Maria Rosaria Selo ha scritto un nuovo libro, “Pucundria“, dimostrando ancora una volta di essere una scrittrice che va oltre il luogo comune.
In un momento storico come il nostro nel quale lo schiacciamento su scelte securitarie è predominante, il libro della Selo riesce a conquistare il lettore narrando l’ umanità che pure è presente in un ambito concentrazionario: un penitenziario femminile, in particolare quello di Pozzuoli.

La protagonista del racconto è una agente della Polizia Penitenziaria, Teresa Ricciolo, che viene assegnata presso il citato penitenziario.
È una donna che ha precedentemente vissuto una drammatica esperienza con un uomo violento che si era presentato a lei come una persona dolce e comprensiva. Un diavolo presentatosi come un angelo, ma che dopo un pò manifesta la sua vera natura.
Questa esperienza non ha indurito Teresa nei rapporti con gli altri, ma soprattutto l’ ha indotta a preservare nel suo servizio di agente penitenziario un sentimento di umanità, di comprensione, senza cedere ad una accondiscendenza nei confronti delle detenute.
La scrittrice non edulchera la descrizione dell’essere associato a una Casa circondariale, della privazione della libertà e del trovarsi a condividere una cella giorno e notte con altre persone sconosciute.

Persone che hanno conosciuto e prodotto il male, arrivando anche a commettere efferati omicidi, ma una delle intuizioni importanti del libro sta nel fatto che mette in evidenza la possibilità della metamorfosi da parte degli esseri umani, i quali non possono e non devono essere etichettati definitivamente come perduti criminali da parte di una non meglio specificata “parte migliore” della società.
Quest’ ultima, tra l’ altro, non può fregiarsi di tale titolo anche perché spesso è con il suo comportamento che produce, direttamente o indirettamente, disagi sociali forieri di azioni criminali.
Maria Rosaria Selo con il suo ultimo romanzo ci parla di donne e di uomini che sono fatti innanzitutto delle loro storie. Storie che possono schiacciare definitivamente, ma che possono, invece, anche diventare una leva per cambiare, ma per il cambiamento occorre incontrare le persone giuste.
Un cambiamento che non è unidirezionale, ma afferisce tutti coloro che sono coinvolti nella relazione con gli altri.
Ecco, il romanzo di Maria Rosaria Selo ci narra della complessità del vivere secondo determinate regole ponendo l’ accento sui rapporti tra uomini e donne.
Rapporti che vedono troppe volte uomini violenti che non sanno amare.

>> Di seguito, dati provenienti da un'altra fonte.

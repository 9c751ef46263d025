use crate::{Error, Result, Tensor};
use ndarray::{Array1, Axis};

pub const DEFAULT_EPSILON: f32 = 1e-5;
pub const DEFAULT_MOMENTUM: f32 = 0.1;

/// Per-channel batch normalization over axis 1 of an `(N, C, ...)` tensor.
#[derive(Debug, Clone)]
pub struct BatchNorm2d {
    name: String,
    weight: Array1<f32>,
    bias: Array1<f32>,
    running_mean: Array1<f32>,
    running_var: Array1<f32>,
    epsilon: f32,
    momentum: f32,
}

impl BatchNorm2d {
    /// Unit scale, zero shift, zero running mean and unit running variance.
    pub fn new(name: impl Into<String>, num_features: usize) -> Self {
        Self {
            name: name.into(),
            weight: Array1::ones(num_features),
            bias: Array1::zeros(num_features),
            running_mean: Array1::zeros(num_features),
            running_var: Array1::ones(num_features),
            epsilon: DEFAULT_EPSILON,
            momentum: DEFAULT_MOMENTUM,
        }
    }

    pub fn with_parameters(
        name: impl Into<String>,
        weight: Array1<f32>,
        bias: Array1<f32>,
        running_mean: Array1<f32>,
        running_var: Array1<f32>,
        epsilon: f32,
    ) -> Result<Self> {
        let name = name.into();
        let num_features = weight.len();

        for (label, len) in [
            ("bias", bias.len()),
            ("running_mean", running_mean.len()),
            ("running_var", running_var.len()),
        ] {
            if len != num_features {
                return Err(Error::Layer(format!(
                    "BatchNorm2d {}: {} length {} doesn't match weight length {}",
                    name, label, len, num_features
                )));
            }
        }

        Ok(Self {
            name,
            weight,
            bias,
            running_mean,
            running_var,
            epsilon,
            momentum: DEFAULT_MOMENTUM,
        })
    }

    pub fn num_features(&self) -> usize {
        self.weight.len()
    }

    pub fn weight_mut(&mut self) -> &mut Array1<f32> {
        &mut self.weight
    }

    pub fn bias_mut(&mut self) -> &mut Array1<f32> {
        &mut self.bias
    }

    pub fn weight(&self) -> &Array1<f32> {
        &self.weight
    }

    pub fn bias(&self) -> &Array1<f32> {
        &self.bias
    }

    pub fn running_mean(&self) -> &Array1<f32> {
        &self.running_mean
    }

    pub fn running_var(&self) -> &Array1<f32> {
        &self.running_var
    }

    fn check_input(&self, input: &Tensor) -> Result<()> {
        let shape = input.shape();
        if shape.len() < 2 {
            return Err(Error::Layer(format!(
                "BatchNorm2d {} expects at least 2D input, got {:?}",
                self.name, shape
            )));
        }
        if shape[1] != self.num_features() {
            return Err(Error::ShapeMismatch {
                expected: vec![self.num_features()],
                actual: vec![shape[1]],
            });
        }
        Ok(())
    }

    fn normalize(&self, input: &Tensor, mean: &Array1<f32>, var: &Array1<f32>) -> Tensor {
        let mut output = input.data().clone();

        for (c, mut channel) in output.axis_iter_mut(Axis(1)).enumerate() {
            let std_inv = 1.0 / (var[c] + self.epsilon).sqrt();
            let (gamma, beta, mu) = (self.weight[c], self.bias[c], mean[c]);
            channel.mapv_inplace(|x| gamma * ((x - mu) * std_inv) + beta);
        }

        Tensor::new(output)
    }
}

impl super::Layer for BatchNorm2d {
    fn forward(&self, input: &Tensor) -> Result<Tensor> {
        self.check_input(input)?;
        Ok(self.normalize(input, &self.running_mean, &self.running_var))
    }

    /// Normalizes with batch statistics and folds them into the running
    /// estimates (unbiased variance for the running estimate).
    fn forward_train(&mut self, input: &Tensor) -> Result<Tensor> {
        self.check_input(input)?;

        let per_channel = input.len() / self.num_features();
        if per_channel == 0 {
            return Err(Error::EmptyBatch);
        }

        let mut mean = Array1::zeros(self.num_features());
        let mut var = Array1::zeros(self.num_features());
        for (c, channel) in input.data().axis_iter(Axis(1)).enumerate() {
            let mu = channel.sum() / per_channel as f32;
            mean[c] = mu;
            var[c] = channel.fold(0.0, |acc, &x| acc + (x - mu) * (x - mu)) / per_channel as f32;
        }

        let output = self.normalize(input, &mean, &var);

        let unbias = if per_channel > 1 {
            per_channel as f32 / (per_channel - 1) as f32
        } else {
            1.0
        };
        let m = self.momentum;
        self.running_mean = &self.running_mean * (1.0 - m) + &mean * m;
        self.running_var = &self.running_var * (1.0 - m) + &var * (m * unbias);

        Ok(output)
    }

    fn name(&self) -> &str {
        &self.name
    }

    fn output_shape(&self, input_shape: &[usize]) -> Result<Vec<usize>> {
        if input_shape.len() < 2 || input_shape[1] != self.num_features() {
            return Err(Error::ShapeMismatch {
                expected: vec![self.num_features()],
                actual: input_shape.to_vec(),
            });
        }
        Ok(input_shape.to_vec())
    }

    fn visit_mut(&mut self, f: &mut dyn FnMut(super::LayerMut<'_>)) {
        f(super::LayerMut::BatchNorm2d(self));
    }

    fn num_parameters(&self) -> usize {
        self.weight.len() + self.bias.len()
    }
}
use crate::conv2d_impl::{col2nchw, im2col, Window};
use crate::{Error, Result, Tensor};
use ndarray::{Array4, Ix4};

/// Bias-free 2D convolution over NCHW input.
///
/// Weights are stored as `(out_channels, in_channels, kernel_h, kernel_w)`.
#[derive(Debug, Clone)]
pub struct Conv2d {
    name: String,
    window: Window,
    weights: Array4<f32>,
}

impl Conv2d {
    /// Zero-initialized square-kernel convolution with unit stride.
    pub fn new(
        name: impl Into<String>,
        in_channels: usize,
        out_channels: usize,
        kernel_size: usize,
        padding: usize,
    ) -> Self {
        Self {
            name: name.into(),
            window: Window {
                kernel: (kernel_size, kernel_size),
                stride: (1, 1),
                padding: (padding, padding),
            },
            weights: Array4::zeros((out_channels, in_channels, kernel_size, kernel_size)),
        }
    }

    pub fn with_weights(
        name: impl Into<String>,
        weights: Array4<f32>,
        strides: (usize, usize),
        padding: (usize, usize),
    ) -> Result<Self> {
        let name = name.into();
        let (_, _, kh, kw) = weights.dim();
        if kh == 0 || kw == 0 || strides.0 == 0 || strides.1 == 0 {
            return Err(Error::Layer(format!(
                "Conv2d {}: kernel {:?} and strides {:?} must be non-zero",
                name,
                (kh, kw),
                strides
            )));
        }

        Ok(Self {
            name,
            window: Window {
                kernel: (kh, kw),
                stride: strides,
                padding,
            },
            weights: weights.as_standard_layout().into_owned(),
        })
    }

    pub fn in_channels(&self) -> usize {
        self.weights.dim().1
    }

    pub fn out_channels(&self) -> usize {
        self.weights.dim().0
    }

    pub fn kernel_size(&self) -> (usize, usize) {
        self.window.kernel
    }

    pub fn weights(&self) -> &Array4<f32> {
        &self.weights
    }

    pub fn weights_mut(&mut self) -> &mut Array4<f32> {
        &mut self.weights
    }

    fn spatial_output(&self, height: usize, width: usize) -> Result<(usize, usize)> {
        self.window.output_size(height, width).ok_or_else(|| {
            Error::Layer(format!(
                "Conv2d {}: input {}x{} is smaller than kernel {:?}",
                self.name, height, width, self.window.kernel
            ))
        })
    }
}

impl super::Layer for Conv2d {
    fn forward(&self, input: &Tensor) -> Result<Tensor> {
        let (batch_size, in_channels, height, width) = input.dims4()?;

        if in_channels != self.in_channels() {
            return Err(Error::ShapeMismatch {
                expected: vec![self.in_channels()],
                actual: vec![in_channels],
            });
        }

        let (out_height, out_width) = self.spatial_output(height, width)?;

        let input_view = input
            .data()
            .view()
            .into_dimensionality::<Ix4>()
            .map_err(|e| Error::Layer(format!("Conv2d {}: {}", self.name, e)))?;
        let cols = im2col(input_view, &self.window, out_height, out_width);

        let (kh, kw) = self.window.kernel;
        let kernel_matrix = self
            .weights
            .view()
            .into_shape_with_order((self.out_channels(), in_channels * kh * kw))
            .map_err(|e| Error::Layer(format!("Reshape failed: {}", e)))?;

        let product = cols.dot(&kernel_matrix.t());
        let output = col2nchw(&product, batch_size, out_height, out_width);

        Ok(Tensor::from_array4(output))
    }

    fn name(&self) -> &str {
        &self.name
    }

    fn output_shape(&self, input_shape: &[usize]) -> Result<Vec<usize>> {
        match *input_shape {
            [batch, channels, height, width] => {
                if channels != self.in_channels() {
                    return Err(Error::ShapeMismatch {
                        expected: vec![self.in_channels()],
                        actual: vec![channels],
                    });
                }
                let (out_height, out_width) = self.spatial_output(height, width)?;
                Ok(vec![batch, self.out_channels(), out_height, out_width])
            }
            _ => Err(Error::Layer(format!(
                "Conv2d expects 4D input, got {:?}",
                input_shape
            ))),
        }
    }

    fn visit_mut(&mut self, f: &mut dyn FnMut(super::LayerMut<'_>)) {
        f(super::LayerMut::Conv2d(self));
    }

    fn num_parameters(&self) -> usize {
        self.weights.len()
    }
}

#[cfg(test)]
mod tests {
    use super::super::Layer;
    use super::*;

    #[test]
    fn test_conv2d_identity_kernel() {
        let weights = Array4::from_shape_fn((1, 1, 1, 1), |_| 1.0);
        let layer = Conv2d::with_weights("test_conv", weights, (1, 1), (0, 0)).unwrap();

        let input = Tensor::from_vec(vec![1.0, 2.0, 3.0, 4.0], &[1, 1, 2, 2]).unwrap();
        let output = layer.forward(&input).unwrap();

        assert_eq!(output.shape(), &[1, 1, 2, 2]);
        assert_eq!(output.to_vec(), vec![1.0, 2.0, 3.0, 4.0]);
    }

    #[test]
    fn test_conv2d_same_padding_sums_neighbourhood() {
        let weights = Array4::from_elem((1, 1, 3, 3), 1.0);
        let layer = Conv2d::with_weights("test_conv", weights, (1, 1), (1, 1)).unwrap();

        let input = Tensor::from_vec(vec![1.0; 9], &[1, 1, 3, 3]).unwrap();
        let output = layer.forward(&input).unwrap();

        assert_eq!(output.shape(), &[1, 1, 3, 3]);
        let result = output.to_vec();
        assert_eq!(result[0], 4.0);
        assert_eq!(result[1], 6.0);
        assert_eq!(result[4], 9.0);
    }

    #[test]
    fn test_conv2d_strided() {
        let weights = Array4::from_elem((1, 1, 1, 1), 1.0);
        let layer = Conv2d::with_weights("test_conv", weights, (2, 2), (0, 0)).unwrap();

        let input = Tensor::from_vec((1..=16).map(|v| v as f32).collect(), &[1, 1, 4, 4]).unwrap();
        let output = layer.forward(&input).unwrap();

        assert_eq!(output.shape(), &[1, 1, 2, 2]);
        assert_eq!(output.to_vec(), vec![1.0, 3.0, 9.0, 11.0]);

        // (5 + 2 - 2) / 2 + 1 rows, (5 + 2 - 2) / 3 + 1 columns
        let weights = Array4::from_elem((1, 1, 2, 2), 1.0);
        let layer = Conv2d::with_weights("test_conv", weights, (2, 3), (1, 1)).unwrap();
        assert_eq!(
            layer.output_shape(&[1, 1, 5, 5]).unwrap(),
            vec![1, 1, 3, 2]
        );
        assert!(Conv2d::with_weights("test_conv", Array4::zeros((1, 1, 1, 1)), (0, 1), (0, 0))
            .is_err());
    }

    #[test]
    fn test_conv2d_mixes_channels() {
        // out_0 = in_0 + 2 * in_1, out_1 = -in_0
        let weights =
            Array4::from_shape_vec((2, 2, 1, 1), vec![1.0, 2.0, -1.0, 0.0]).unwrap();
        let layer = Conv2d::with_weights("test_conv", weights, (1, 1), (0, 0)).unwrap();

        let input = Tensor::from_vec(vec![1.0, 3.0], &[1, 2, 1, 1]).unwrap();
        let output = layer.forward(&input).unwrap();

        assert_eq!(output.shape(), &[1, 2, 1, 1]);
        assert_eq!(output.to_vec(), vec![7.0, -1.0]);
    }

    #[test]
    fn test_conv2d_channel_mismatch() {
        let layer = Conv2d::new("test_conv", 3, 4, 3, 1);
        let input = Tensor::zeros(&[1, 2, 4, 4]);

        assert!(matches!(
            layer.forward(&input),
            Err(Error::ShapeMismatch { .. })
        ));
    }

    #[test]
    fn test_conv2d_output_shape() {
        let layer = Conv2d::new("test_conv", 1, 24, 3, 1);

        assert_eq!(
            layer.output_shape(&[8, 1, 128, 192]).unwrap(),
            vec![8, 24, 128, 192]
        );
        assert_eq!(layer.num_parameters(), 24 * 9);
    }
}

Nel libro viene ricordato che per la valutazione di un profumo occorre del tempo, infatti, è necessario avvertire le note di testa, poi quelle di cuore e, infine, quelle di fondo.
La scrittrice non poteva trovare migliore allegoria per riferirsi, io credo, alla valutazione di un essere umano; valutazione che non può assolutamente prescindere dalla natura delle relazioni che di volta in volta nella vita si instaurano.
Come accennavo precedentemente, il contenuto del libro di Maria Rosaria Selo rappresenta un importante contributo al dibattito pubblico in corso in ordine al concetto e alla pratica attuazione del senso e dello scopo della pena, la quale, come vollero le madri e i padri della nostra Costituzione, deve tendere al recupero della persona che si trova in carcere. Il carcere non deve essere una sorta di discarica sociale rimossa dalla coscienza collettiva.
Non possiamo considerarci, innocenti, perché l’ innocenza ha una dimensione non giuridica. Il nostro fare o non fare ha un impatto nei confronti della società, pur non essendone consapevoli.
Con la sua ultima fatica letteraria, la Selo ce lo ricorda, ci instilla dei dubbi, degli interrogativi circa una presunta totale estraneità da parte di chi sta “fuori” rispetto a chi sta “dentro”.
E questi dubbi e interrogativi non potevano non nascere soprattutto dalle donne, dalla loro intelligenza intuitiva ed emotiva.
Sulla loro capacità di guardare oltre a ciò che a un primo sguardo sembra. Di cogliere dei segnali che l’ altro conserva per evitare un totale annichilimento.
Nel libro non si sostiene un generico “perdonismo” che annulla la responsabilità del gesto criminale e non fa sconti sul male procurato ad altri con le relative sofferenze. Mettendo al centro della narrazione le biografie di chi si è macchiato di comportamenti criminali, prova a svelare i meccanismi a causa dei quali certe cose accadono.
Avremo l’ onore e il piacere di parlare del libro, insieme all’ autrice dello stesso, il giorno 25 marzo 2025, a Napoli, presso il Clubino, via Luca Giordano 73, alle ore 18.00, con la giornalista e critica letteraria Bernardina Moriconi e l’ estensore di questo articolo.